*** Opening of TASK INPUT ***

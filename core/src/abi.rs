//! ERC-20 call encoding and token unit conversion.
//!
//! The call layout is fixed by the Solidity ABI: a 4-byte selector followed
//! by 32-byte words. Only the two calls the extension needs are encoded here.

use ethereum_types::{Address, U256};
use sha3::{Digest, Keccak256};

use crate::error::{Error, Result};

/// `transfer(address,uint256)`
pub const TRANSFER_SELECTOR: [u8; 4] = [0xa9, 0x05, 0x9c, 0xbb];
/// `balanceOf(address)`
pub const BALANCE_OF_SELECTOR: [u8; 4] = [0x70, 0xa0, 0x82, 0x31];

pub const WORD: usize = 32;
pub const TRANSFER_CALL_LEN: usize = 4 + WORD + WORD;

/// First four bytes of keccak256 over a canonical function signature
pub fn selector(signature: &str) -> [u8; 4] {
    let hash = Keccak256::digest(signature.as_bytes());
    let mut out = [0u8; 4];
    out.copy_from_slice(&hash[..4]);
    out
}

/// Parse a `0x`-prefixed (or bare) 20-byte hex address
pub fn parse_address(input: &str) -> Result<Address> {
    let trimmed = input.trim();
    let digits = trimmed
        .strip_prefix("0x")
        .or_else(|| trimmed.strip_prefix("0X"))
        .unwrap_or(trimmed);
    if digits.len() != 40 {
        return Err(Error::InvalidAddress(input.to_string()));
    }
    let bytes = hex::decode(digits).map_err(|_| Error::InvalidAddress(input.to_string()))?;
    Ok(Address::from_slice(&bytes))
}

/// Lowercase `0x` + 40 hex digits (`Display` on `H160` abbreviates)
pub fn format_address(address: &Address) -> String {
    format!("0x{}", hex::encode(address.as_bytes()))
}

fn address_word(address: &Address) -> [u8; WORD] {
    let mut word = [0u8; WORD];
    word[WORD - 20..].copy_from_slice(address.as_bytes());
    word
}

fn uint_word(value: U256) -> [u8; WORD] {
    let mut word = [0u8; WORD];
    value.to_big_endian(&mut word);
    word
}

/// selector ++ pad32(recipient) ++ pad32(amount)
pub fn encode_transfer(recipient: &Address, amount: U256) -> Vec<u8> {
    let mut data = Vec::with_capacity(TRANSFER_CALL_LEN);
    data.extend_from_slice(&TRANSFER_SELECTOR);
    data.extend_from_slice(&address_word(recipient));
    data.extend_from_slice(&uint_word(amount));
    data
}

pub fn encode_balance_of(owner: &Address) -> Vec<u8> {
    let mut data = Vec::with_capacity(4 + WORD);
    data.extend_from_slice(&BALANCE_OF_SELECTOR);
    data.extend_from_slice(&address_word(owner));
    data
}

pub fn to_hex_data(data: &[u8]) -> String {
    format!("0x{}", hex::encode(data))
}

pub fn to_hex_quantity(value: u64) -> String {
    format!("0x{:x}", value)
}

/// Decode a hex quantity or a single ABI word returned by `eth_call`
pub fn decode_uint256(input: &str) -> Result<U256> {
    let digits = input.trim().trim_start_matches("0x");
    if digits.is_empty() {
        return Ok(U256::zero());
    }
    U256::from_str_radix(digits, 16).map_err(|_| Error::Malformed(format!("not a uint256: {}", input)))
}

/// Split an unsigned decimal ("12.5", ".5", "+3") into integer and fraction digits
fn split_decimal(amount: &str) -> Option<(&str, &str)> {
    let trimmed = amount.trim();
    let unsigned = trimmed.strip_prefix('+').unwrap_or(trimmed);
    let (int_part, frac_part) = unsigned.split_once('.').unwrap_or((unsigned, ""));

    let all_digits = |s: &str| s.bytes().all(|b| b.is_ascii_digit());
    if (int_part.is_empty() && frac_part.is_empty()) || !all_digits(int_part) || !all_digits(frac_part)
    {
        return None;
    }
    Some((int_part, frac_part))
}

/// Unsigned decimal with at least one non-zero digit
pub fn is_positive_decimal(amount: &str) -> bool {
    split_decimal(amount)
        .map(|(i, f)| i.bytes().chain(f.bytes()).any(|b| b != b'0'))
        .unwrap_or(false)
}

/// Scale a decimal amount into integer base units, truncating extra
/// fractional digits. Zero, negative and non-decimal input is rejected.
pub fn to_base_units(amount: &str, decimals: u8) -> Result<U256> {
    let invalid = || Error::InvalidAmount(amount.to_string());
    let (int_part, frac_part) = split_decimal(amount).ok_or_else(invalid)?;

    let decimals = decimals as usize;
    let mut digits = String::with_capacity(int_part.len() + decimals);
    digits.push_str(if int_part.is_empty() { "0" } else { int_part });
    let kept = &frac_part[..frac_part.len().min(decimals)];
    digits.push_str(kept);
    digits.extend(std::iter::repeat('0').take(decimals - kept.len()));

    let units = U256::from_dec_str(&digits).map_err(|_| invalid())?;
    if units.is_zero() {
        return Err(invalid());
    }
    Ok(units)
}

/// Render base units as a human decimal string ("2500000", 6 -> "2.5")
pub fn format_units(value: U256, decimals: u8) -> String {
    let scale = U256::exp10(decimals as usize);
    let whole = value / scale;
    let frac = value % scale;
    if frac.is_zero() {
        return whole.to_string();
    }
    let frac = format!("{:0>width$}", frac.to_string(), width = decimals as usize);
    format!("{}.{}", whole, frac.trim_end_matches('0'))
}
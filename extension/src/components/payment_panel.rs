use dioxus::prelude::*;
use x402_pay_core::detection::DetectionRecord;

use crate::icons;

#[component]
pub fn PaymentPanel(
    detection: Option<DetectionRecord>,
    connected: bool,
    busy: bool,
    on_pay: EventHandler<()>,
) -> Element {
    let Some(record) = detection else {
        return rsx! {
            div { class: "bg-white rounded-lg shadow p-4 text-center text-sm text-gray-400",
                "No payment required on this page"
            }
        };
    };

    rsx! {
        div { class: "bg-white rounded-lg shadow p-4",
            div { class: "flex items-center mb-3",
                icons::CreditCard { class: Some("w-5 h-5 text-blue-600 mr-2".to_string()) }
                h2 { class: "text-sm font-medium text-gray-500 uppercase", "Payment Required" }
            }
            div { class: "bg-gradient-to-br from-blue-500 to-blue-700 rounded-lg p-4 text-white mb-4",
                h3 { class: "text-3xl font-bold", "{record.amount} {record.currency}" }
                p { class: "text-sm opacity-80 mt-1", "{record.description}" }
            }
            button {
                class: "w-full bg-green-600 text-white py-3 px-4 rounded-lg hover:bg-green-700 transition disabled:opacity-50 disabled:cursor-not-allowed",
                disabled: busy || !connected,
                onclick: move |_| on_pay.call(()),
                if busy { "Processing..." } else { "Pay {record.amount} {record.currency}" }
            }
            if !connected {
                p { class: "mt-2 text-xs text-gray-500 text-center", "Connect your wallet first" }
            }
        }
    }
}
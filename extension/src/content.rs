// Content script: injects the page bridge, watches the page for x402 tags
// and relays between popup, background and page.

use std::rc::Rc;
use wasm_bindgen::prelude::*;
use wasm_bindgen_futures::spawn_local;
use web_sys::{Document, HtmlScriptElement};
use x402_pay_core::correlator::Correlator;
use x402_pay_core::relay::Relay;
use x402_pay_core::TabMessage;
use x402_pay_extension::chrome;
use x402_pay_extension::dom::{observe_head, MetaReader};
use x402_pay_extension::runtime::{listen, BrowserClock, ChromeRuntime};
use x402_pay_extension::services::WindowChannel;
use x402_pay_extension::{init_logging, load_config};

const BRIDGE_SCRIPT: &str = "page_bridge.js";

type ContentRelay = Relay<WindowChannel, BrowserClock>;

// Dummy main for binary target
fn main() {}

fn inject_bridge(document: &Document) -> Result<(), JsValue> {
    let script: HtmlScriptElement = document.create_element("script")?.dyn_into()?;
    script.set_src(&chrome::runtime_get_url(BRIDGE_SCRIPT));
    script.set_type("module");
    let parent = document
        .head()
        .map(Into::into)
        .or_else(|| document.document_element())
        .ok_or_else(|| JsValue::from_str("Document has no head"))?;
    parent.append_child(&script)?;
    Ok(())
}

fn on_pagehide(relay: Rc<ContentRelay>) -> Result<(), JsValue> {
    let window = web_sys::window().ok_or_else(|| JsValue::from_str("No window"))?;
    let callback = Closure::wrap(Box::new(move |_event: JsValue| {
        relay.shutdown();
    }) as Box<dyn FnMut(JsValue)>);
    window.add_event_listener_with_callback("pagehide", callback.as_ref().unchecked_ref())?;
    callback.forget();
    Ok(())
}

#[wasm_bindgen]
pub fn init_content_script() -> Result<(), JsValue> {
    init_logging();
    let config = load_config().ok_or_else(|| JsValue::from_str("Invalid configuration"))?;
    let channel = WindowChannel::new().ok_or_else(|| JsValue::from_str("No window"))?;
    let document = web_sys::window()
        .and_then(|window| window.document())
        .ok_or_else(|| JsValue::from_str("No document"))?;

    let relay: Rc<ContentRelay> = Rc::new(Relay::new(
        Rc::new(Correlator::new(channel.clone(), BrowserClock)),
        Rc::new(ChromeRuntime),
        Rc::new(MetaReader::new(document.clone())),
        config,
    ));

    let from_page = relay.clone();
    channel.listen(move |raw| {
        let relay = from_page.clone();
        spawn_local(async move { relay.on_page_message(&raw).await });
    })?;
    listen::<TabMessage, _>(relay.clone());

    let rescan = relay.clone();
    observe_head(&document, move || {
        let relay = rescan.clone();
        spawn_local(async move {
            relay.rescan().await;
        });
    })?;
    on_pagehide(relay.clone())?;

    inject_bridge(&document)?;
    spawn_local(async move { relay.start().await });
    Ok(())
}
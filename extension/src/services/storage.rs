// chrome.storage.local behind the core's key/value store

use async_trait::async_trait;
use serde_json::Value;
use wasm_bindgen::prelude::*;
use wasm_bindgen_futures::JsFuture;
use x402_pay_core::history::KeyValueStore;
use x402_pay_core::{Error, Result};

use crate::chrome::{from_js, to_js};

#[wasm_bindgen]
extern "C" {
    #[wasm_bindgen(js_namespace = ["chrome", "storage", "local"])]
    fn get(keys: JsValue) -> js_sys::Promise;

    #[wasm_bindgen(js_namespace = ["chrome", "storage", "local"])]
    fn set(items: JsValue) -> js_sys::Promise;
}

fn storage_error(e: JsValue) -> Error {
    Error::Storage(e.as_string().unwrap_or_else(|| format!("{:?}", e)))
}

#[derive(Debug, Default, Clone, Copy)]
pub struct ChromeStore;

impl ChromeStore {
    pub fn new() -> Self {
        Self
    }
}

#[async_trait(?Send)]
impl KeyValueStore for ChromeStore {
    async fn get(&self, key: &str) -> Result<Option<Value>> {
        let keys = js_sys::Array::new();
        keys.push(&key.into());

        let result = JsFuture::from(get(keys.into())).await.map_err(storage_error)?;
        let item = js_sys::Reflect::get(&result, &key.into()).map_err(storage_error)?;
        match from_js(&item)? {
            Value::Null => Ok(None),
            value => Ok(Some(value)),
        }
    }

    async fn set(&self, key: &str, value: Value) -> Result<()> {
        let obj = js_sys::Object::new();
        js_sys::Reflect::set(&obj, &key.into(), &to_js(&value)?).map_err(storage_error)?;

        JsFuture::from(set(obj.into())).await.map_err(storage_error)?;
        log::debug!("Stored {}", key);
        Ok(())
    }
}
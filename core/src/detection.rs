//! x402 payment signal detection.
//!
//! Pages declare a payment with meta tags, either
//! `<meta name="x-402-amount" content="2.50">` or
//! `<meta property="x402:amount" content="2.50">`. The DOM walk lives in the
//! extension; this module works on the extracted key/value fields so a scan
//! is a pure function of page content.

use serde::{Deserialize, Serialize};
use std::collections::BTreeMap;

use crate::abi::is_positive_decimal;

pub const PAYMENT_REQUIRED: &str = "payment-required";
pub const AMOUNT: &str = "amount";
pub const CURRENCY: &str = "currency";
pub const DESCRIPTION: &str = "description";
pub const PAYMENT_TARGET: &str = "payment-target";
/// Older pages announce the target as a URL under this key
pub const PAYMENT_URL: &str = "payment-url";

pub const FIELD_KEYS: &[&str] = &[
    PAYMENT_REQUIRED,
    AMOUNT,
    CURRENCY,
    DESCRIPTION,
    PAYMENT_TARGET,
    PAYMENT_URL,
];

pub const DEFAULT_DESCRIPTION: &str = "Content access";

pub fn meta_name(key: &str) -> String {
    format!("x-402-{}", key)
}

pub fn meta_property(key: &str) -> String {
    format!("x402:{}", key)
}

#[derive(Debug, Clone, PartialEq, Eq, Serialize, Deserialize)]
#[serde(rename_all = "camelCase")]
pub struct DetectionRecord {
    pub detected: bool,
    pub amount: String,
    pub currency: String,
    #[serde(default)]
    pub description: String,
    #[serde(default, skip_serializing_if = "Option::is_none")]
    pub payment_target: Option<String>,
}

/// Declarative fields read from one page
#[derive(Debug, Clone, Default, PartialEq, Eq)]
pub struct PageFields(BTreeMap<String, String>);

impl PageFields {
    pub fn new() -> Self {
        Self::default()
    }

    /// Blank values are treated as absent; the first value for a key wins
    pub fn insert(&mut self, key: impl Into<String>, value: impl Into<String>) {
        let value = value.into();
        let value = value.trim();
        if value.is_empty() {
            return;
        }
        self.0.entry(key.into()).or_insert_with(|| value.to_string());
    }

    pub fn get(&self, key: &str) -> Option<&str> {
        self.0.get(key).map(String::as_str)
    }
}

impl<K: Into<String>, V: Into<String>> FromIterator<(K, V)> for PageFields {
    fn from_iter<I: IntoIterator<Item = (K, V)>>(iter: I) -> Self {
        let mut fields = PageFields::new();
        for (k, v) in iter {
            fields.insert(k, v);
        }
        fields
    }
}

pub struct Scanner {
    default_currency: String,
}

impl Scanner {
    pub fn new(default_currency: impl Into<String>) -> Self {
        Self {
            default_currency: default_currency.into(),
        }
    }

    /// `None` means no payment is required. Missing or malformed fields never
    /// raise an error.
    pub fn scan(&self, fields: &PageFields) -> Option<DetectionRecord> {
        let required = fields
            .get(PAYMENT_REQUIRED)
            .map(|flag| flag.eq_ignore_ascii_case("true"))
            .unwrap_or(false);
        if !required {
            return None;
        }

        let Some(amount) = fields.get(AMOUNT) else {
            log::debug!("x402 flag present without an amount");
            return None;
        };
        // token precision is applied at payment time
        if !is_positive_decimal(amount) {
            log::debug!("x402 amount {:?} is not a positive decimal", amount);
            return None;
        }

        Some(DetectionRecord {
            detected: true,
            amount: amount.to_string(),
            currency: fields
                .get(CURRENCY)
                .unwrap_or(&self.default_currency)
                .to_string(),
            description: fields.get(DESCRIPTION).unwrap_or(DEFAULT_DESCRIPTION).to_string(),
            payment_target: fields
                .get(PAYMENT_TARGET)
                .or_else(|| fields.get(PAYMENT_URL))
                .map(str::to_string),
        })
    }
}

/// Rescan only when a mutation inserted a meta tag, directly or nested
pub fn should_rescan<'a>(inserted: impl IntoIterator<Item = (&'a str, bool)>) -> bool {
    inserted
        .into_iter()
        .any(|(node_name, contains_meta)| node_name.eq_ignore_ascii_case("meta") || contains_meta)
}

*** Close of TASK INPUT ***

• **GOAL OF THE EXERCISE**:
Check each line above for "Promise" and return the ones that have it.

• **WRITTEN SOLUTION**:
    fn get(keys: JsValue) -> js_sys::Promise;
    fn set(items: JsValue) -> js_sys::Promise;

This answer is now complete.